Since it is summertime, it is time to talk about books. I’m going to Puerto Rico with my family tomorrow, and I need to go to the bookstore tonight and get some new books – let me know if you have any suggestions real quick. In the interest of fairness, I’m going to tell you what I’ve been reading lately. Don’t laugh at me, I read random books.
Illusions, by Richard Bach – The Adventures of a Reluctant Messiah. This is a book Todd sent me a long time ago, that kept getting lost in the shuffle of other books. I really enjoyed it, I’m not even sure exactly how to explain it. But what I walked away with from this book is that the way we think and perceive the world can either limit our abilities and experiences or can magnify and increase our abilities and experiences. That reality is fluid and dreams are important. It isn’t a very long book, and the writing isn’t complex. But there is something weighty and heavy about it, something that caused me, while reading it, to put it down for a few days and think before picking it back up again. Bach also wrote Johnathan Livingston Seagull, which I would also recommend. If you are going to read them both, read Seagull first.

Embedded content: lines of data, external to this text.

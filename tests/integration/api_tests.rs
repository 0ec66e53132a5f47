/// HTTP API tests, driving the router directly
use axum::{
    body::Body,
    http::{header, Method, Request, StatusCode},
    Router,
};
use chrono::{DateTime, Duration, NaiveDate, TimeZone, Utc};
use habit_tracker_server::*;
use http_body_util::BodyExt;
use serde_json::{json, Value};
use tempfile::{tempdir, TempDir};
use tower::ServiceExt;

const MISSING_ID: &str = "5f0c1e2a-8b7d-4c3e-9a1b-2d3c4e5f6a7b";

fn fixed_now() -> DateTime<Utc> {
    Utc.with_ymd_and_hms(2026, 10, 17, 12, 0, 0).unwrap()
}

fn fixed_today() -> NaiveDate {
    fixed_now().date_naive()
}

async fn test_app() -> (Router, TempDir) {
    test_app_with_clock(Utc::now).await
}

async fn test_app_with_clock(clock: Clock) -> (Router, TempDir) {
    let temp_dir = tempdir().expect("Failed to create temp dir");
    let config = ServerConfig::new(
        3000,
        StoreLocation::Sqlite(temp_dir.path().join("habits.db")),
        temp_dir.path().join("uploads"),
    );
    let server = HabitTrackerServer::new(config)
        .await
        .expect("Failed to create server")
        .with_clock(clock);
    (server.router(), temp_dir)
}

async fn send(app: &Router, method: Method, uri: &str, body: Option<Value>) -> (StatusCode, Value) {
    let builder = Request::builder().method(method).uri(uri);
    let request = match body {
        Some(body) => builder
            .header(header::CONTENT_TYPE, "application/json")
            .body(Body::from(body.to_string())),
        None => builder.body(Body::empty()),
    }
    .expect("Failed to build request");

    let response = app.clone().oneshot(request).await.expect("Request failed");
    let status = response.status();
    let bytes = response
        .into_body()
        .collect()
        .await
        .expect("Failed to read body")
        .to_bytes();
    let body = serde_json::from_slice(&bytes).unwrap_or(Value::Null);
    (status, body)
}

async fn create(app: &Router, body: Value) -> String {
    let (status, response) = send(app, Method::POST, "/habitCards", Some(body)).await;
    assert_eq!(status, StatusCode::CREATED);
    assert_eq!(response["message"], "Habit added successfully");
    response["id"].as_str().expect("id is a string").to_string()
}

#[tokio::test]
async fn test_health_check() {
    let (app, _temp_dir) = test_app().await;

    let response = app
        .oneshot(Request::builder().uri("/").body(Body::empty()).unwrap())
        .await
        .unwrap();
    assert_eq!(response.status(), StatusCode::OK);

    let bytes = response.into_body().collect().await.unwrap().to_bytes();
    assert_eq!(&bytes[..], b"Server is running fine!");
}

#[tokio::test]
async fn test_crud_round_trip() {
    let (app, _temp_dir) = test_app().await;

    let id = create(
        &app,
        json!({
            "title": "Drink water",
            "description": "Eight glasses",
            "category": "Health",
            "reminderTime": "08:00",
            "userEmail": "sam@example.com",
            "userName": "Sam",
            "isPrivate": false
        }),
    )
    .await;

    let (status, habit) = send(&app, Method::GET, &format!("/habits/{}", id), None).await;
    assert_eq!(status, StatusCode::OK);
    assert_eq!(habit["_id"], id);
    assert_eq!(habit["title"], "Drink water");
    assert_eq!(habit["creator"], json!({ "name": "Sam", "email": "sam@example.com" }));
    assert_eq!(habit["completionHistory"], json!([]));
    assert_eq!(habit["currentStreak"], 0);

    let (status, updated) = send(
        &app,
        Method::PATCH,
        &format!("/habits/{}", id),
        Some(json!({ "title": "Drink more water", "currentStreak": 99 })),
    )
    .await;
    assert_eq!(status, StatusCode::OK);
    assert_eq!(updated["title"], "Drink more water");
    assert_eq!(updated["description"], "Eight glasses");
    assert_eq!(updated["currentStreak"], 0);

    let (_, fetched) = send(&app, Method::GET, &format!("/habits/{}", id), None).await;
    assert_eq!(fetched["title"], "Drink more water");

    let (status, deleted) = send(&app, Method::DELETE, &format!("/habits/{}", id), None).await;
    assert_eq!(status, StatusCode::OK);
    assert_eq!(deleted["message"], "Habit deleted successfully");

    let (status, body) = send(&app, Method::GET, &format!("/habits/{}", id), None).await;
    assert_eq!(status, StatusCode::NOT_FOUND);
    assert_eq!(body, json!({ "message": "Habit not found" }));
}

#[tokio::test]
async fn test_missing_habit_is_not_found_everywhere() {
    let (app, _temp_dir) = test_app().await;

    let requests = [
        (Method::GET, format!("/habits/{}", MISSING_ID), None),
        (
            Method::PATCH,
            format!("/habits/{}", MISSING_ID),
            Some(json!({ "title": "x" })),
        ),
        (Method::DELETE, format!("/habits/{}", MISSING_ID), None),
        (Method::PATCH, format!("/habits/complete/{}", MISSING_ID), None),
    ];

    for (method, uri, body) in requests {
        let (status, response) = send(&app, method, &uri, body).await;
        assert_eq!(status, StatusCode::NOT_FOUND, "{}", uri);
        assert_eq!(response["message"], "Habit not found");
    }
}

#[tokio::test]
async fn test_malformed_id_is_bad_request() {
    let (app, _temp_dir) = test_app().await;

    let (status, body) = send(&app, Method::GET, "/habits/not-an-id", None).await;
    assert_eq!(status, StatusCode::BAD_REQUEST);
    assert_eq!(body["message"], "Failed to fetch habit");
    assert!(body["error"].is_string());

    let (status, body) = send(&app, Method::DELETE, "/habits/not-an-id", None).await;
    assert_eq!(status, StatusCode::BAD_REQUEST);
    assert_eq!(body["message"], "Failed to delete habit");
}

#[tokio::test]
async fn test_create_validation() {
    let (app, _temp_dir) = test_app().await;

    let (status, body) = send(
        &app,
        Method::POST,
        "/habitCards",
        Some(json!({ "title": "x".repeat(101) })),
    )
    .await;
    assert_eq!(status, StatusCode::BAD_REQUEST);
    assert_eq!(body["message"], "Failed to add habit");

    let request = Request::builder()
        .method(Method::POST)
        .uri("/habitCards")
        .header(header::CONTENT_TYPE, "application/json")
        .body(Body::from("{not json"))
        .unwrap();
    let response = app.clone().oneshot(request).await.unwrap();
    assert_eq!(response.status(), StatusCode::BAD_REQUEST);

    // Missing creator falls back to "Unknown"
    let id = create(&app, json!({ "title": "Anonymous" })).await;
    let (_, habit) = send(&app, Method::GET, &format!("/habits/{}", id), None).await;
    assert_eq!(habit["creator"]["email"], "Unknown");
    assert_eq!(habit["isPrivate"], false);
}

#[tokio::test]
async fn test_latest_habits_are_limited_and_newest_first() {
    let (app, _temp_dir) = test_app().await;

    for i in 0..8 {
        create(&app, json!({ "title": format!("Habit {}", i) })).await;
    }

    let (status, body) = send(&app, Method::GET, "/habitCards", None).await;
    assert_eq!(status, StatusCode::OK);
    let habits = body.as_array().expect("list body is an array");
    assert_eq!(habits.len(), 6);
    assert_eq!(habits[0]["title"], "Habit 7");
    assert_eq!(habits[5]["title"], "Habit 2");

    let (_, body) = send(&app, Method::GET, "/publicHabits", None).await;
    assert_eq!(body.as_array().unwrap().len(), 8);
}

#[tokio::test]
async fn test_public_habits_include_private_ones() {
    let (app, _temp_dir) = test_app().await;

    create(&app, json!({ "title": "Open", "isPrivate": false })).await;
    create(&app, json!({ "title": "Secret", "isPrivate": "true" })).await;

    let (status, body) = send(&app, Method::GET, "/publicHabits", None).await;
    assert_eq!(status, StatusCode::OK);
    let titles: Vec<&str> = body
        .as_array()
        .unwrap()
        .iter()
        .filter_map(|habit| habit["title"].as_str())
        .collect();
    assert_eq!(titles, vec!["Secret", "Open"]);
}

#[tokio::test]
async fn test_my_habits_filters_by_creator_email() {
    let (app, _temp_dir) = test_app().await;

    create(&app, json!({ "title": "Run", "userEmail": "sam@example.com" })).await;
    create(&app, json!({ "title": "Swim", "creatorEmail": "alex@example.com" })).await;
    create(&app, json!({ "title": "Read", "userEmail": "sam@example.com" })).await;

    for path in ["/myHabits/sam@example.com", "/myhabits/sam@example.com"] {
        let (status, body) = send(&app, Method::GET, path, None).await;
        assert_eq!(status, StatusCode::OK);
        let titles: Vec<&str> = body
            .as_array()
            .unwrap()
            .iter()
            .filter_map(|habit| habit["title"].as_str())
            .collect();
        assert_eq!(titles, vec!["Read", "Run"]);
    }

    let (status, body) = send(&app, Method::GET, "/myHabits/nobody@example.com", None).await;
    assert_eq!(status, StatusCode::OK);
    assert_eq!(body, json!([]));
}

#[tokio::test]
async fn test_mark_complete_builds_streak_and_is_idempotent() {
    let (app, _temp_dir) = test_app_with_clock(fixed_now).await;
    let id = create(&app, json!({ "title": "Stretch" })).await;
    let uri = format!("/habits/complete/{}", id);

    let today = fixed_today();
    let yesterday = today - Duration::days(1);

    // No body means today
    let (status, habit) = send(&app, Method::PATCH, &uri, None).await;
    assert_eq!(status, StatusCode::OK);
    assert_eq!(habit["currentStreak"], 1);

    let (status, habit) = send(
        &app,
        Method::PATCH,
        &uri,
        Some(json!({ "date": yesterday.to_string() })),
    )
    .await;
    assert_eq!(status, StatusCode::OK);
    assert_eq!(habit["currentStreak"], 2);
    assert_eq!(
        habit["completionHistory"],
        json!([yesterday.to_string(), today.to_string()])
    );

    // Same day again, with a time of day attached
    let (status, habit) = send(
        &app,
        Method::PATCH,
        &uri,
        Some(json!({ "date": format!("{}T18:30:00.000Z", today) })),
    )
    .await;
    assert_eq!(status, StatusCode::OK);
    assert_eq!(habit["currentStreak"], 2);
    assert_eq!(habit["completionHistory"].as_array().unwrap().len(), 2);
}

#[tokio::test]
async fn test_mark_complete_rejects_bad_dates() {
    let (app, _temp_dir) = test_app().await;
    let id = create(&app, json!({ "title": "Journal" })).await;

    let (status, body) = send(
        &app,
        Method::PATCH,
        &format!("/habits/complete/{}", id),
        Some(json!({ "date": "yesterday-ish" })),
    )
    .await;
    assert_eq!(status, StatusCode::BAD_REQUEST);
    assert_eq!(body["message"], "Failed to mark habit complete");

    let (_, habit) = send(&app, Method::GET, &format!("/habits/{}", id), None).await;
    assert_eq!(habit["completionHistory"], json!([]));
}

#[tokio::test]
async fn test_streak_is_fresh_on_read() {
    let (app, _temp_dir) = test_app_with_clock(fixed_now).await;
    let id = create(&app, json!({ "title": "Walk" })).await;

    // A streak that ended two days ago reads back as zero
    let two_days_ago = fixed_today() - Duration::days(2);
    let (_, habit) = send(
        &app,
        Method::PATCH,
        &format!("/habits/complete/{}", id),
        Some(json!({ "date": two_days_ago.to_string() })),
    )
    .await;
    assert_eq!(habit["currentStreak"], 0);

    let (_, listed) = send(&app, Method::GET, "/habitCards", None).await;
    assert_eq!(listed[0]["currentStreak"], 0);
}

#[tokio::test(flavor = "multi_thread", worker_threads = 4)]
async fn test_concurrent_completions_are_all_kept() {
    let (app, _temp_dir) = test_app_with_clock(fixed_now).await;
    let id = create(&app, json!({ "title": "Practice scales" })).await;
    let uri = format!("/habits/complete/{}", id);

    let mut tasks = Vec::new();
    for days_back in 0..20 {
        let app = app.clone();
        let uri = uri.clone();
        let date = (fixed_today() - Duration::days(days_back)).to_string();
        tasks.push(tokio::spawn(async move {
            send(&app, Method::PATCH, &uri, Some(json!({ "date": date }))).await
        }));
    }
    for task in tasks {
        let (status, _) = task.await.expect("Request task panicked");
        assert_eq!(status, StatusCode::OK);
    }

    let (_, habit) = send(&app, Method::GET, &format!("/habits/{}", id), None).await;
    let history = habit["completionHistory"].as_array().unwrap();
    assert_eq!(history.len(), 20);
    for days_back in 0..20 {
        let date = (fixed_today() - Duration::days(days_back)).to_string();
        assert!(history.contains(&json!(date)), "missing {}", date);
    }
    assert_eq!(habit["currentStreak"], 20);
}

#[tokio::test]
async fn test_patch_cannot_set_image_url() {
    let (app, _temp_dir) = test_app().await;
    let id = create(&app, json!({ "title": "Garden" })).await;

    let (status, habit) = send(
        &app,
        Method::PATCH,
        &format!("/habits/{}", id),
        Some(json!({ "imageUrl": "http://elsewhere.example/x.png" })),
    )
    .await;
    assert_eq!(status, StatusCode::OK);
    assert!(habit["imageUrl"].is_null());

    let (_, fetched) = send(&app, Method::GET, &format!("/habits/{}", id), None).await;
    assert!(fetched["imageUrl"].is_null());
}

The Secret Sharer, by Joseph Conrad.
This isn’t really a book so much as a story. The book I have also included Heart of Darkness, which is something I always planned on reading and haven’t. But I really enjoyed the Secret Sharer, it is the story of a young Sea Captain, his first voyage as a captain, and the boat has been at sea for months with the same crew when he takes over. The Captain rescues a man who has escaped from a passing ship where he has been accused of murder. It is a story of finding your identity and how strongly empathy can touch you once you see yourself in another person.
The Grand Tour – by Patricia Wrede and Caroline Steverman.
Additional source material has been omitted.